Scientists and their students in a UC Berkeley lab have learned how African lizards use their tails to leap from predators - a discovery that allowed them to create a tiny robot with a tail that uses the same acrobatics for unprecedented maneuverability.
Similar robots could eventually be used, the scientists say, to search for bodies buried underneath earthquake rubble, or to land a spacecraft on low-gravity asteroids, or - as the Army suggests - to sneak inside buildings where enemy combatants lurk.
In today's edition of the journal Nature, UC Berkeley biologist Robert J. Full and Thomas Libby, his mechanical engineering graduate student, describe a series of experiments observing the leaping African rainbow lizards. The lizards swing their tails upright to balance themselves in midair and keep them from tumbling head over heels as they leap.

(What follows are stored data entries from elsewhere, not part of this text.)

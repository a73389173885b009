// Trace report export: XLSX workbook, per-table CSV, JSON

use std::fs::File;
use std::io::BufWriter;
use std::path::{Path, PathBuf};

use rust_xlsxwriter::{Format, Workbook as XlsxWorkbook, Worksheet};
use serde::Serialize;

use leadtrace_recon::report::{ReportTable, TableCell};

const AMOUNT_FORMAT: &str = "#,##0.00";

/// Write one worksheet per table, named after the table.
pub fn write_report_xlsx(tables: &[ReportTable], path: &Path) -> Result<(), String> {
    let mut workbook = XlsxWorkbook::new();
    let header_format = Format::new().set_bold();
    let amount_format = Format::new().set_num_format(AMOUNT_FORMAT);

    for table in tables {
        let worksheet = workbook
            .add_worksheet()
            .set_name(&table.name)
            .map_err(|e| format!("Failed to create sheet '{}': {}", table.name, e))?;

        write_table(worksheet, table, &header_format, &amount_format)
            .map_err(|e| format!("Failed to write sheet '{}': {}", table.name, e))?;
        worksheet.autofit();
    }

    workbook
        .save(path)
        .map_err(|e| format!("Failed to save XLSX file: {}", e))?;
    log::debug!("wrote {} tables to {}", tables.len(), path.display());
    Ok(())
}

fn write_table(
    worksheet: &mut Worksheet,
    table: &ReportTable,
    header_format: &Format,
    amount_format: &Format,
) -> Result<(), rust_xlsxwriter::XlsxError> {
    for (col, header) in table.headers.iter().enumerate() {
        worksheet.write_string_with_format(0, col as u16, header, header_format)?;
    }

    for (row_idx, row) in table.rows.iter().enumerate() {
        let row32 = (row_idx + 1) as u32;
        for (col, cell) in row.iter().enumerate() {
            let col16 = col as u16;
            match cell {
                TableCell::Text(s) if s.is_empty() => {}
                TableCell::Text(s) => {
                    worksheet.write_string(row32, col16, s)?;
                }
                TableCell::Integer(n) => {
                    worksheet.write_number(row32, col16, *n as f64)?;
                }
                TableCell::Amount(cents) => {
                    worksheet.write_number_with_format(
                        row32,
                        col16,
                        *cents as f64 / 100.0,
                        amount_format,
                    )?;
                }
            }
        }
    }

    Ok(())
}

/// Write each table to `{dir}/{name}.csv`, creating `dir` if needed.
pub fn write_report_csv(tables: &[ReportTable], dir: &Path) -> Result<Vec<PathBuf>, String> {
    std::fs::create_dir_all(dir).map_err(|e| format!("{}: {e}", dir.display()))?;

    let mut written = Vec::with_capacity(tables.len());
    for table in tables {
        let path = dir.join(format!("{}.csv", table.name));
        let mut writer = csv::Writer::from_path(&path).map_err(|e| e.to_string())?;

        writer.write_record(&table.headers).map_err(|e| e.to_string())?;
        for row in &table.rows {
            writer
                .write_record(row.iter().map(TableCell::render))
                .map_err(|e| e.to_string())?;
        }
        writer.flush().map_err(|e| e.to_string())?;
        written.push(path);
    }

    Ok(written)
}

/// Pretty-printed JSON.
pub fn write_json<T: Serialize>(value: &T, path: &Path) -> Result<(), String> {
    let file = File::create(path).map_err(|e| format!("{}: {e}", path.display()))?;
    let writer = BufWriter::new(file);
    serde_json::to_writer_pretty(writer, value).map_err(|e| e.to_string())?;
    Ok(())
}
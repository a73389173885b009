use crate::error::ReconError;
use crate::model::{add_cents, DirectionSummary, MatchResult, Residual};

/// Count and total one direction's match results.
pub fn compute_summary(
    matches: &[MatchResult],
    residual: &Residual,
) -> Result<DirectionSummary, ReconError> {
    let mut summary = DirectionSummary {
        transactions: matches.len(),
        orphaned: residual.orphaned.len(),
        residual_groups: residual.rows.len(),
        ..Default::default()
    };

    for m in matches {
        summary.source_amount_cents = add_cents(summary.source_amount_cents, m.amount_cents, || {
            "source lead sheet total".to_string()
        })?;
        if m.is_found() {
            summary.found += 1;
            if !m.is_offset() {
                summary.found_with_difference += 1;
            }
        } else {
            summary.not_found += 1;
            summary.not_found_amount_cents =
                add_cents(summary.not_found_amount_cents, m.amount_cents, || {
                    "not-found total".to_string()
                })?;
        }
    }

    Ok(summary)
}

#[cfg(test)]
mod tests {
    use super::*;
    use crate::model::{OrphanedTransaction, TransactionKey};

    fn result(txn: &str, amount: i64, target_count: usize, target_amount: i64) -> MatchResult {
        MatchResult {
            transaction_number: TransactionKey::from(txn),
            record_count: 1,
            amount_cents: amount,
            target_count,
            target_amount_cents: target_amount,
            difference_cents: amount + target_amount,
        }
    }

    #[test]
    fn summary_counts() {
        let matches = vec![
            result("1", 100, 1, -100),
            result("2", 250, 2, -200),
            result("3", 75, 0, 0),
            result("4", -5, 0, 0),
        ];
        let residual = Residual {
            rows: vec![],
            orphaned: vec![OrphanedTransaction {
                transaction_number: TransactionKey::from("4"),
                record_count: 1,
                amount_cents: -5,
            }],
        };
        let summary = compute_summary(&matches, &residual).unwrap();
        assert_eq!(summary.transactions, 4);
        assert_eq!(summary.found, 2);
        assert_eq!(summary.found_with_difference, 1);
        assert_eq!(summary.not_found, 2);
        assert_eq!(summary.orphaned, 1);
        assert_eq!(summary.residual_groups, 0);
        assert_eq!(summary.source_amount_cents, 420);
        assert_eq!(summary.not_found_amount_cents, 70);
        assert!(!summary.is_clean());
    }

    #[test]
    fn empty_direction_is_clean() {
        let summary = compute_summary(&[], &Residual::default()).unwrap();
        assert_eq!(summary, DirectionSummary::default());
        assert!(summary.is_clean());
    }

    #[test]
    fn overflowing_source_total_is_error() {
        let matches = vec![
            result("1", i64::MAX, 1, -i64::MAX),
            result("2", 1, 1, -1),
        ];
        let err = compute_summary(&matches, &Residual::default()).unwrap_err();
        assert!(matches!(err, ReconError::AmountOverflow { .. }));
    }
}
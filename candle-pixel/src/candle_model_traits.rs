use crate::candle_exec_context::ExecContext;

use candle_core::Tensor;

pub trait AutoregressiveModuleT {
    /// A class-conditioned model that spits out per-pixel bin
    /// log-probabilities
    ///
    /// # Arguments
    /// * `x_bchw` - image batch (b x c x h x w), values in [0, 1]
    /// * `class_bk` - conditioning vector (b x n_classes)
    /// * `ctx` - device and train/eval mode
    ///
    /// # Returns `log_prob_bnchw`
    /// * (b x n_bins x c x h x w), log-softmax over the bin axis
    fn forward_t(
        &self,
        x_bchw: &Tensor,
        class_bk: &Tensor,
        ctx: &ExecContext,
    ) -> anyhow::Result<Tensor>;

    fn dim_channels(&self) -> usize;

    fn dim_classes(&self) -> usize;

    fn num_bins(&self) -> usize;
}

After detailed studies of the lizards' physiology, the team developed mathematical models of their tail motions. They used that information to build a movable tail for a four-wheeled, mini-robot that mimics the lizards' flights.
The inch-long robot, named "Tailbot," can take off from a ramp at a yard per second and land safely, tail-up, across a void several inches wide. Without the tail to balance and stabilize it, Tailbot crashed.
In Full's lab, biologists and engineers work together on how animal motions can be used to design robots with more useful legs or wheels.
"The science of robotics is just beginning," Full said. "We build our robots to behave the same way that our little animals, like crabs or geckos or cockroaches, have evolved to confront obstacles in their environment."
Full's lab also has created a six-legged robot named Ariel that mimics a crab's scuttle, allowing it to walk on sandy beaches, rock piles, underwater and in ocean surf.
Another six-legged robot named RHex moves with the persistence of a sniffing terrier, Full said, but is modeled after the way a cockroach speeds into the hidden cracks of a cupboard.
And then there's Mecho-Gecko, a robot whose three legs are tipped with pressure-sensitive adhesive, enabling it to climb vertical walls much the way geckos do.
Stanford robotics engineer Mark Cutkosky, who has worked with Full in the past, said the new report on leaping lizards and the Tailbot robot's performance "provides valuable insights for the next generation of mobile robots.
"In the past, robots haven't moved fast enough to take advantage of acrobatic maneuvers that involve dynamic effects such as rapidly rotating or flicking a tail, or rapidly rotating the limbs, as human jumpers or pole vaulters do."
But Full's report, Cutkosky said, "shows us how a tail and a flexible spine can be used to increase mobility and maneuverability at high speeds when robots can jump, spin and glide across the terrain."
There were also side benefits of the lizard research, Full said.
The models his team created confirmed a hypothesis about how swift dinosaurs moved - a theory developed more than 40 years ago by John Ostrom, a Yale paleontologist.
Ostrom studied the vicious racing and slashing theropods like deinonychus, and velociraptor, the evil co-star of the later movie "Jurassic Park."
Their leaping attacks, Full said, followed the "dynamic stabilizer" models of his team's research.
He said the movie appropriately captured how the velociraptor moved. Without knowing the mathematics of the leaping African lizards, the movie creators still "got it right!" Full said.
Full's team's research was supported by grants from the National Science Foundation and MAST, the U.S. Army's Micro Autonomous Systems Technologies Alliance.